Arsht began her Delaware law career in 1966 with the firm Morris, Nichols, Arsht & Tunnell. In 1969, she moved to New York City and joined the legal department of Trans World Airlines (TWA). She was the first woman to work in the airline industry's Property, Cargo and Government Relations departments. She moved to Washington, D.C. in 1979 where she initially worked with a law firm, then started her own title company before moving to Miami in 1996 to run her family-owned bank, TotalBank.

From 1996 to 2007, Arsht served as Chairman of the Board of TotalBank. In that time, TotalBank grew from four locations to 14 with over $1.4 billion in assets. In November 2007, she sold the bank to Banco Popular Español for $300 million and was named Chairman Emerita of TotalBank.

Philanthropic work
Arsht gave a $30 million contribution to Miami's Performing Arts Center in 2008. Subsequently, the former Carnival Center for the Performing Arts was renamed "The Adrienne Arsht Center for the Performing Arts of Miami-Dade County", or the Arsht Center for short. She is Founding Chairman of the Adrienne Arsht Center Foundation. In Miami, Arsht is also a member of the board and Trustee Emerita of the University of Miami, as well as a board member for the non-profit organization, Amigos For Kids. In January 2009, The Chronicle of Philanthropy ranked Arsht number 39 on its 2008 America's 50 biggest donors list.
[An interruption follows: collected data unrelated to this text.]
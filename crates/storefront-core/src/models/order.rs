//! Order domain model.

use chrono::{DateTime, Utc};
use rust_decimal::Decimal;
use serde::{Deserialize, Serialize};
use uuid::Uuid;

#[derive(Debug, Clone, Copy, Serialize, Deserialize, PartialEq, Eq)]
pub enum OrderStatus {
    Pending,
    Confirmed,
    Processing,
    Shipped,
    Delivered,
    Cancelled,
}

impl OrderStatus {
    /// Parse a status from its canonical name, case-insensitively.
    pub fn parse(s: &str) -> Option<Self> {
        match s.to_ascii_lowercase().as_str() {
            "pending" => Some(OrderStatus::Pending),
            "confirmed" => Some(OrderStatus::Confirmed),
            "processing" => Some(OrderStatus::Processing),
            "shipped" => Some(OrderStatus::Shipped),
            "delivered" => Some(OrderStatus::Delivered),
            "cancelled" => Some(OrderStatus::Cancelled),
            _ => None,
        }
    }
}

#[derive(Debug, Clone, Serialize, Deserialize)]
pub struct OrderItem {
    pub id: Uuid,
    pub product_id: Uuid,
    pub variant_id: Uuid,
    pub quantity: u32,
    pub unit_price: Decimal,
    pub currency: String,
}

#[derive(Debug, Clone, Serialize, Deserialize)]
pub struct Order {
    pub id: Uuid,
    pub tenant_id: Uuid,
    /// The cart this order was created from.
    pub cart_id: Uuid,
    pub customer_id: Uuid,
    pub status: OrderStatus,
    pub items: Vec<OrderItem>,
    /// Sum of `quantity * unit_price` over all items.
    pub total: Decimal,
    pub currency: String,
    pub created_at: DateTime<Utc>,
    pub updated_at: DateTime<Utc>,
}

/// Fields required to create a new order from a cart.
#[derive(Debug, Clone, Serialize, Deserialize)]
pub struct CreateOrder {
    pub tenant_id: Uuid,
    pub cart_id: Uuid,
    pub customer_id: Uuid,
}
//! Database-specific error types and conversions.

use storefront_core::error::StorefrontError;

/// Database-layer error type.
#[derive(Debug, thiserror::Error)]
pub enum DbError {
    #[error("SurrealDB error: {0}")]
    Surreal(#[from] surrealdb::Error),

    #[error("Migration failed: {0}")]
    Migration(String),

    #[error("Row decode failed: {0}")]
    Decode(String),

    #[error("Record not found: {entity} with id {id}")]
    NotFound { entity: String, id: String },
}

impl From<DbError> for StorefrontError {
    fn from(err: DbError) -> Self {
        match err {
            DbError::NotFound { entity, id } => StorefrontError::NotFound { entity, id },
            other => StorefrontError::Database(other.to_string()),
        }
    }
}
In 2004, Arsht became the first woman to join the Million Dollar Roundtable of United Way of Miami-Dade County. In October 2008, Arsht committed more than $6 million to the University of Miami to support the university-wide Arsht Ethics Programs, assist the Bascom Palmer Eye Institute of the University of Miami and support other University of Miami initiatives.

In Washington, D.C., she serves on the board of trustees of the John F. Kennedy Center for the Performing Arts. In 2013, she endowed the Adrienne Arsht Latin American Center at The Atlantic Council to focus on the role of South America in the trans-Atlantic world. In 2009, Arsht co-funded the program “Arts in Crisis: A Kennedy Center Initiative,” which provided planning assistance and consulting services to struggling arts organizations throughout the United States. She donated $5 million to establish the Adrienne Arsht Musical Theater Fund at the Kennedy Center to support a wide variety of musical theater productions.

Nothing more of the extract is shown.